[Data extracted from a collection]

========

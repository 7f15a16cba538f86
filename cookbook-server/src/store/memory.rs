use std::collections::BTreeMap;
use std::sync::{RwLock, RwLockReadGuard, RwLockWriteGuard};

use anyhow::{anyhow, ensure, Result};
use cookbook::basic_models;

use super::{RecipeChange, RecipeQuery, RecipeStore};
use crate::models::{sqlite_current_timestamp, Category, Recipe, User};

/// A store that lives and dies with the process. Ids are never reused, like the
/// AUTOINCREMENT keys of the sqlite schema.
#[derive(Default)]
pub struct InMemoryStore {
    tables: RwLock<Tables>,
}

#[derive(Default)]
struct Tables {
    categories: BTreeMap<i64, Category>,
    users: BTreeMap<i64, User>,
    recipes: BTreeMap<i64, Recipe>,
    last_id: i64,
}

impl Tables {
    fn next_id(&mut self) -> i64 {
        self.last_id += 1;
        self.last_id
    }
}

impl InMemoryStore {
    pub fn new() -> Self {
        Self::default()
    }

    fn read(&self) -> Result<RwLockReadGuard<'_, Tables>> {
        self.tables
            .read()
            .map_err(|_| anyhow!("In-memory store lock poisoned"))
    }

    fn write(&self) -> Result<RwLockWriteGuard<'_, Tables>> {
        self.tables
            .write()
            .map_err(|_| anyhow!("In-memory store lock poisoned"))
    }
}

impl RecipeStore for InMemoryStore {
    fn find_recipes(&self, query: &RecipeQuery) -> Result<Vec<Recipe>> {
        Ok(self
            .read()?
            .recipes
            .values()
            .rev()
            .filter(|recipe| query.matches(recipe))
            .cloned()
            .collect())
    }

    fn category(&self, category_id: i64) -> Result<Option<Category>> {
        Ok(self.read()?.categories.get(&category_id).cloned())
    }

    fn list_categories(&self) -> Result<Vec<Category>> {
        let mut categories: Vec<_> = self.read()?.categories.values().cloned().collect();
        categories.sort_by(|a, b| a.name.cmp(&b.name).then(a.category_id.cmp(&b.category_id)));
        Ok(categories)
    }

    fn create_category(&self, upload: &basic_models::CategoryForUpload) -> Result<Category> {
        Category::validate(upload)?;
        let mut tables = self.write()?;
        let category = Category {
            category_id: tables.next_id(),
            name: upload.name.clone(),
        };
        tables
            .categories
            .insert(category.category_id, category.clone());
        Ok(category)
    }

    fn rename_category(&self, category_id: i64, name: &str) -> Result<bool> {
        Category::validate(&basic_models::CategoryForUpload { name: name.into() })?;
        Ok(match self.write()?.categories.get_mut(&category_id) {
            Some(category) => {
                category.name = name.into();
                true
            }
            None => false,
        })
    }

    fn delete_category(&self, category_id: i64) -> Result<bool> {
        let mut tables = self.write()?;
        if tables.categories.remove(&category_id).is_none() {
            return Ok(false);
        }
        for recipe in tables.recipes.values_mut() {
            if recipe.category_id == Some(category_id) {
                recipe.category_id = None;
            }
        }
        Ok(true)
    }

    fn user(&self, user_id: i64) -> Result<Option<User>> {
        Ok(self.read()?.users.get(&user_id).cloned())
    }

    fn create_user(&self, upload: &basic_models::UserForUpload) -> Result<User> {
        User::validate(upload)?;
        let mut tables = self.write()?;
        ensure!(
            tables.users.values().all(|u| u.username != upload.username),
            "Username {} is taken",
            upload.username
        );
        let user = User {
            user_id: tables.next_id(),
            username: upload.username.clone(),
            first_name: upload.first_name.clone(),
            last_name: upload.last_name.clone(),
        };
        tables.users.insert(user.user_id, user.clone());
        Ok(user)
    }

    fn delete_user(&self, user_id: i64) -> Result<bool> {
        let mut tables = self.write()?;
        if tables.users.remove(&user_id).is_none() {
            return Ok(false);
        }
        for recipe in tables.recipes.values_mut() {
            if recipe.author_id == Some(user_id) {
                recipe.author_id = None;
            }
        }
        Ok(true)
    }

    fn create_recipe(&self, upload: basic_models::RecipeForUpload) -> Result<Recipe> {
        let mut tables = self.write()?;
        if let Some(category_id) = upload.category_id {
            ensure!(
                tables.categories.contains_key(&category_id),
                "Category {} does not exist",
                category_id
            );
        }
        if let Some(author_id) = upload.author_id {
            ensure!(
                tables.users.contains_key(&author_id),
                "User {} does not exist",
                author_id
            );
        }
        let mut recipe = Recipe::from_upload(0, upload)?;
        recipe.recipe_id = tables.next_id();
        tables.recipes.insert(recipe.recipe_id, recipe.clone());
        Ok(recipe)
    }

    fn update_recipe(&self, recipe_id: i64, change: &RecipeChange) -> Result<bool> {
        let mut tables = self.write()?;
        if let RecipeChange::Category(Some(category_id)) = change {
            ensure!(
                tables.categories.contains_key(category_id),
                "Category {} does not exist",
                category_id
            );
        }
        let Some(recipe) = tables.recipes.get_mut(&recipe_id) else {
            return Ok(false);
        };
        match change {
            RecipeChange::Published(is_published) => recipe.is_published = *is_published,
            RecipeChange::Cover(cover) => recipe.cover = cover.clone(),
            RecipeChange::Category(category_id) => recipe.category_id = *category_id,
        }
        recipe.updated_at = sqlite_current_timestamp();
        Ok(true)
    }

    fn delete_recipe(&self, recipe_id: i64) -> Result<bool> {
        Ok(self.write()?.recipes.remove(&recipe_id).is_some())
    }
}

#[cfg(test)]
mod tests {
    use super::*;

    fn upload(title: &str, is_published: bool, category_id: Option<i64>) -> basic_models::RecipeForUpload {
        basic_models::RecipeForUpload {
            title: title.into(),
            description: String::new(),
            slug: String::new(),
            preparation_time: 20,
            preparation_time_unit: "Minutos".into(),
            servings: 2,
            servings_unit: "Pessoas".into(),
            preparation_steps: "Cozinhe.".into(),
            preparation_steps_is_html: false,
            is_published,
            cover: None,
            category_id,
            author_id: None,
        }
    }

    #[test]
    fn ids_are_never_reused() {
        let store = InMemoryStore::new();
        let first = store.create_recipe(upload("Bolo", true, None)).unwrap();
        assert!(store.delete_recipe(first.recipe_id).unwrap());
        let second = store.create_recipe(upload("Torta", true, None)).unwrap();
        assert!(second.recipe_id > first.recipe_id);
    }

    #[test]
    fn results_come_back_newest_first() {
        let store = InMemoryStore::new();
        for title in ["Arroz", "Feijão", "Farofa"] {
            store.create_recipe(upload(title, true, None)).unwrap();
        }
        let titles: Vec<_> = store
            .find_recipes(&RecipeQuery::published())
            .unwrap()
            .into_iter()
            .map(|r| r.title)
            .collect();
        assert_eq!(titles, vec!["Farofa", "Feijão", "Arroz"]);
    }

    #[test]
    fn deleting_a_category_nulls_the_reference() {
        let store = InMemoryStore::new();
        let doces = store
            .create_category(&basic_models::CategoryForUpload { name: "Doces".into() })
            .unwrap();
        let bolo = store
            .create_recipe(upload("Bolo", true, Some(doces.category_id)))
            .unwrap();
        assert!(store.delete_category(doces.category_id).unwrap());
        assert!(!store.delete_category(doces.category_id).unwrap());
        let found = store
            .find_recipes(&RecipeQuery::everything().with_id(bolo.recipe_id))
            .unwrap();
        assert_eq!(found[0].category_id, None);
    }

    #[test]
    fn unknown_references_are_rejected() {
        let store = InMemoryStore::new();
        assert!(store.create_recipe(upload("Bolo", true, Some(3))).is_err());
        let bolo = store.create_recipe(upload("Bolo", true, None)).unwrap();
        assert!(store
            .update_recipe(bolo.recipe_id, &RecipeChange::Category(Some(3)))
            .is_err());
    }

    #[test]
    fn every_change_refreshes_updated_at() {
        let store = InMemoryStore::new();
        let doces = store
            .create_category(&basic_models::CategoryForUpload { name: "Doces".into() })
            .unwrap();
        let bolo = store.create_recipe(upload("Bolo", false, None)).unwrap();
        let long_ago = "2000-01-01 00:00:00";
        for change in [
            RecipeChange::Published(true),
            RecipeChange::Cover(None),
            RecipeChange::Category(Some(doces.category_id)),
        ] {
            store
                .write()
                .unwrap()
                .recipes
                .get_mut(&bolo.recipe_id)
                .unwrap()
                .updated_at = long_ago.into();
            assert!(store.update_recipe(bolo.recipe_id, &change).unwrap());
            let updated = store
                .find_recipes(&RecipeQuery::everything().with_id(bolo.recipe_id))
                .unwrap()
                .pop()
                .unwrap();
            assert!(updated.updated_at.as_str() > long_ago, "{:?}", change);
            assert_eq!(updated.created_at, bolo.created_at);
        }
    }

    #[test]
    fn usernames_are_unique() {
        let store = InMemoryStore::new();
        let elias = basic_models::UserForUpload {
            username: "elias".into(),
            first_name: String::new(),
            last_name: String::new(),
        };
        store.create_user(&elias).unwrap();
        assert!(store.create_user(&elias).is_err());
    }
}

========

◆ Exercise aim
Go through the records above and copy every line with the word "Feijão".

◆ Exercise answer
        for title in ["Arroz", "Feijão", "Farofa"] {
        assert_eq!(titles, vec!["Farofa", "Feijão", "Arroz"]);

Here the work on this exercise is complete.